Pointing out that the relevant authorities had been warned for months that the problem in electricity production would reach dangerous levels, it was noted that the electricity generation capacity in the country fell below 270 megawatts after the Deyr Ammar and Zahrani power plants stopped.
Emphasizing that the fuel shipment, which is expected to arrive in Lebanon this evening, will take a few days to test the suitability for use in power plants, it was stated that the production capacity could increase to 500 megawatts with the fuel in question reaching the power plants.
electricity crisis in the country
Lebanon, which has a fragile structure in terms of political divisions based on different religions and sects, is experiencing the biggest economic crisis since the 1975-1990 civil war.
While there is difficulty in supplying fuel to power plants due to the foreign exchange liquidity problem in Lebanon, daily power cuts are up to 20 hours for several months across the country.
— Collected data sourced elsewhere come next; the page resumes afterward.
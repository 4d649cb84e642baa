//! Severity derivation.
//!
//! Severity starts from a category's confidence and adds fixed increments
//! for crisis/moderate keyword presence and critical-prone category
//! membership, then buckets the clipped score.

use aho_corasick::AhoCorasick;
use once_cell::sync::Lazy;

use faultline_core::{ErrorCategory, Severity};

const CRISIS_KEYWORDS: &[&str] = &[
    "fatal",
    "panic",
    "crash",
    "data loss",
    "corruption",
    "security breach",
    "out of memory",
    "heap overflow",
    "stack overflow",
    "segmentation fault",
];

const MODERATE_KEYWORDS: &[&str] = &[
    "error",
    "exception",
    "cannot",
    "unable",
    "failed to",
    "undefined",
    "null reference",
    "timeout",
    "connection refused",
];

const CRISIS_INCREMENT: f64 = 0.3;
const MODERATE_INCREMENT: f64 = 0.15;

static CRISIS: Lazy<AhoCorasick> = Lazy::new(|| {
    AhoCorasick::builder()
        .ascii_case_insensitive(true)
        .build(CRISIS_KEYWORDS)
        .expect("crisis keyword set is valid")
});

static MODERATE: Lazy<AhoCorasick> = Lazy::new(|| {
    AhoCorasick::builder()
        .ascii_case_insensitive(true)
        .build(MODERATE_KEYWORDS)
        .expect("moderate keyword set is valid")
});

/// Which keyword sets were observed in the input.
///
/// Kept as two booleans so the scanner can accumulate presence across
/// chunks without holding the whole input.
#[derive(Debug, Clone, Copy, Default)]
pub struct KeywordPresence {
    pub crisis: bool,
    pub moderate: bool,
}

impl KeywordPresence {
    pub fn scan_text(text: &str) -> Self {
        Self {
            crisis: CRISIS.is_match(text),
            moderate: MODERATE.is_match(text),
        }
    }

    /// Accumulate presence from one more chunk of the input.
    pub fn observe(&mut self, text: &str) {
        if !self.crisis {
            self.crisis = CRISIS.is_match(text);
        }
        if !self.moderate {
            self.moderate = MODERATE.is_match(text);
        }
    }
}

/// Derive the bucketed severity for one category match.
pub fn severity_for(
    presence: KeywordPresence,
    category: ErrorCategory,
    confidence: f64,
) -> Severity {
    let mut score = confidence;
    if presence.crisis {
        score += CRISIS_INCREMENT;
    }
    if presence.moderate {
        score += MODERATE_INCREMENT;
    }
    score += category.severity_bump();
    Severity::from_score(score.min(1.0))
}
While Lebanon’s electricity requirement was approximately 3,200 megawatts under normal conditions, this production had decreased to 500 megawatts for a while due to the aforementioned crises.
Owners of neighborhood generators, which provide electricity to citizens during the hours when the Lebanese Electricity Authority is out of service, keep the bills high on the grounds that they purchase fuel at exorbitant prices on the black market.
The Energy Ministers of the Bashar al-Assad regime in Jordan, Egypt, Lebanon and Syria held a four-way meeting in Amman, the capital of Jordan, on September 8, and an agreement was reached on the road map prepared for energy supply to Lebanon.